Ragazzi svegli, quelli della Royal Navy. Quando verso le 11 del mattino, ora locale, sono giunti a destinazione, tutto era pronto. Pochi minuti dopo lo Scorpio, collegato con un cavo alla nave russa, è stato fatto immergere, nonostante un’improvvisa nebbia e un mare sempre più agitato con onde alte oltre due metri. Il robot ha raggiunto il fondale; con una telecamera i tecnici hanno individuato il batiscafo, intrappolato tra i cavi di un’antenna militare subacquea per il rilevamento dei sottomarini e alcune reti da pesca. Poi hanno attivato la cesoia dello Scorpio. «Un intervento relativamente tranquillo, in circostanze difficili», commenterà un portavoce della Marina britannica. Tutto bene, tutto come previsto. Dopo un’ora e mezza l’operazione era quasi completata e a terra un portavoce russo poteva annunciare che i 7 marinai del minisommergibile avevano appena ricevuto l’ordine di prepararsi all’emersione. Ma qualcosa improvvisamente è andato storto. «C’è un problema tecnico, lo Scorpio deve tornare in superficie». Addio euforia, riecco l’angoscia e quel maledetto conto alla rovescia. Passano dieci minuti, mezz’ora, un’ora. Poco prima delle 16 nuovo annuncio: il robot è tornato in acqua. È la volta buona. Bastano poche manovre per recidere le ultime reti attorno alle eliche. Il comandante Milashevsky può sganciare le zavorre d’acqua e alle 16 e 26 il batiscafo a strisce bianche e arancioni riemerge. È finita.

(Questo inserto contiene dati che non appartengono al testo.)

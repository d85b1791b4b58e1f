use std::collections::HashSet;

use enum_map::EnumMap;
use itertools::Itertools;
use log::{debug, info};
use strum::IntoEnumIterator;

use crate::appearance::AppearanceCounter;
use crate::participant::{CourtTier, Participant, ParticipantId, Tier};
use crate::partnership::PartnershipLedger;
use crate::schedule::{CourtAssignment, PLAYERS_PER_COURT, Round, Schedule};
use crate::selector::select_group;


// Fairness state of one pool: a tier, or the cross-tier mixed pool.
#[derive(Clone, Debug, Default)]
struct PoolState {
    appearances: AppearanceCounter,
    ledger: PartnershipLedger,
}

impl PoolState {
    // `available` must hold at least `PLAYERS_PER_COURT` participants.
    fn seat<'a>(&mut self, available: &[&'a Participant]) -> Vec<&'a Participant> {
        let candidates =
            self.appearances.least_played(available.iter().copied(), PLAYERS_PER_COURT);
        let group = select_group(&candidates, &self.ledger);
        self.appearances.record(&group);
        self.ledger.record(&group);
        group
    }
}

// Like `schedule`, but prefers same-tier courts. Each round hands one court to every tier that
// can fill it, in `Tier` order, until the court budget runs out. If a court is still free, one
// mixed court is drawn from everybody not yet playing this round.
//
// Tiers and the mixed pool keep separate appearance counters and partnership ledgers. A roster
// that cannot fill any court produces rounds without courts rather than an error.
pub fn schedule_by_tier(
    participants: &[Participant], courts: usize, rounds: usize,
) -> Schedule<'_> {
    let mut members: EnumMap<Tier, Vec<&Participant>> = EnumMap::default();
    for p in participants {
        members[p.tier].push(p);
    }
    let mut tier_pools: EnumMap<Tier, PoolState> = EnumMap::default();
    let mut mixed_pool = PoolState::default();
    let mut schedule = Schedule::default();

    for round_number in 1..=rounds {
        let mut used: HashSet<ParticipantId> = HashSet::new();
        let mut assignments = Vec::new();

        for tier in Tier::iter() {
            if assignments.len() >= courts {
                break;
            }
            let available =
                members[tier].iter().copied().filter(|p| !used.contains(&p.id)).collect_vec();
            if available.len() < PLAYERS_PER_COURT {
                continue;
            }
            let group = tier_pools[tier].seat(&available);
            used.extend(group.iter().map(|p| p.id));
            let court_number = assignments.len() + 1;
            debug!("Round {round_number}, court {court_number}: {tier} group");
            let tier_label = Some(CourtTier::Tier(tier));
            assignments.push(CourtAssignment::new(court_number, tier_label, &group));
        }

        if assignments.len() < courts {
            let remaining = participants.iter().filter(|p| !used.contains(&p.id)).collect_vec();
            if remaining.len() >= PLAYERS_PER_COURT {
                let group = mixed_pool.seat(&remaining);
                let court_number = assignments.len() + 1;
                debug!("Round {round_number}, court {court_number}: mixed group");
                let tier_label = Some(CourtTier::Mixed);
                assignments.push(CourtAssignment::new(court_number, tier_label, &group));
            }
        }

        schedule.rounds.push(Round { round_number, courts: assignments });
    }
    info!(
        "Scheduled {} tiered rounds on {} courts for {} participants",
        rounds,
        courts,
        participants.len()
    );
    schedule
}
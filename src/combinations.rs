use itertools::Itertools;


// Lazily yields every `k`-element subset of `pool` in index-lexicographic order: for a pool
// `[a, b, c, d, e]` and `k = 4` that is `abcd, abce, abde, acde, bcde`. Elements inside each
// subset keep their relative pool order. Nothing is materialized up front, so callers that only
// need a prefix of the sequence can stop early regardless of `C(n, k)`.
//
// Yields nothing if `k > pool.len()`.
pub fn combinations<T: Clone>(pool: &[T], k: usize) -> impl Iterator<Item = Vec<T>> + '_ {
    pool.iter().cloned().combinations(k)
}


#[cfg(test)]
mod tests {
    use pretty_assertions::assert_eq;

    use super::*;

    #[test]
    fn lexicographic_order() {
        let subsets = combinations(&['a', 'b', 'c', 'd', 'e'], 4)
            .map(|s| s.into_iter().collect::<String>())
            .collect_vec();
        assert_eq!(subsets, vec!["abcd", "abce", "abde", "acde", "bcde"]);
    }

    #[test]
    fn too_few_elements() {
        assert_eq!(combinations(&[1, 2, 3], 4).count(), 0);
    }

    #[test]
    fn count_matches_binomial() {
        let pool = (0..10).collect_vec();
        assert_eq!(combinations(&pool, 4).count(), 210);
    }

    #[test]
    fn is_restartable() {
        let pool = (0..7).collect_vec();
        let first = combinations(&pool, 4).collect_vec();
        let second = combinations(&pool, 4).collect_vec();
        assert_eq!(first, second);
    }

    #[test]
    fn large_pool_prefix() {
        // C(200, 4) is tens of millions; taking a prefix must not enumerate them all.
        let pool = (0..200).collect_vec();
        let prefix = combinations(&pool, 4).take(3).collect_vec();
        assert_eq!(prefix, vec![vec![0, 1, 2, 3], vec![0, 1, 2, 4], vec![0, 1, 2, 5]]);
    }
}
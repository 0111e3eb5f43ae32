use crate::components::blog_preview::BlogPreview;
use crate::posts;
use dioxus::prelude::*;

#[component]
pub fn Home() -> Element {
    rsx! {
        div {
            id: "main",
            header {
                class: "site-header",
                "Devlog"
            }
            for post in posts::all() {
                BlogPreview { post }
            }
        }
    }
}

#[cfg(test)]
pub(crate) mod tests {
    use crate::components::app::Route;
    use crate::components::blog_preview::format_publish_date;
    use crate::posts;
    use dioxus::prelude::*;
    use dioxus_history::{History, MemoryHistory};
    use dioxus_router::prelude::*;
    use std::rc::Rc;

    #[component]
    fn TestApp(path: &'static str) -> Element {
        use_hook(|| {
            provide_context(Rc::new(MemoryHistory::with_initial_path(path)) as Rc<dyn History>)
        });
        rsx! {
            Router::<Route> {}
        }
    }

    pub(crate) fn render_at(path: &'static str) -> String {
        let mut dom = VirtualDom::new_with_props(TestApp, TestAppProps { path });
        dom.rebuild_in_place();
        dioxus_ssr::render(&dom)
    }

    #[test]
    fn home_renders_one_link_per_post() {
        let html = render_at("/");
        for post in posts::all() {
            let href = format!("href=\"/blog/{}\"", post.slug);
            assert_eq!(html.matches(&href).count(), 1, "{}", post.slug);
        }
    }

    #[test]
    fn preview_titles_appear_untruncated() {
        let html = render_at("/");
        for post in posts::all() {
            assert!(html.contains(&post.title), "{}", post.slug);
        }
    }

    #[test]
    fn preview_dates_are_formatted() {
        let html = render_at("/");
        assert!(html.contains("January 05, 2024"));
        for post in posts::all() {
            let formatted = format_publish_date(&post.published_at).unwrap();
            assert!(html.contains(&formatted), "{}", post.slug);
        }
    }

    #[test]
    fn descriptions_carry_the_two_line_clamp() {
        let html = render_at("/");
        let clamped = html.matches("line-clamp-2").count();
        assert_eq!(clamped, posts::all().len());
    }
}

«Sono stati gli stessi marinai ad aprire il portellone», rivela il comandante della Flotta del Pacifico, Viktor Fiodorov. «Stanno tutti bene, salvo qualche sintomo di raffreddamento, per i tre giorni trascorsi al freddo».
A sera i sette sbarcano nel porto di Petropavlovsk, un giornalista chiede a Milashevsky se almeno per un attimo ha temuto che i soccorritori russi non riuscissero a salvarlo. «Certo che no, sapevo che sarebbero arrivati», risponde lui. In quel momento la moglie Yelena lo sta guardano alla tv.

Balla di gioia, stingendo a sé le figlie, due splendide gemelle bionde di 23 mesi.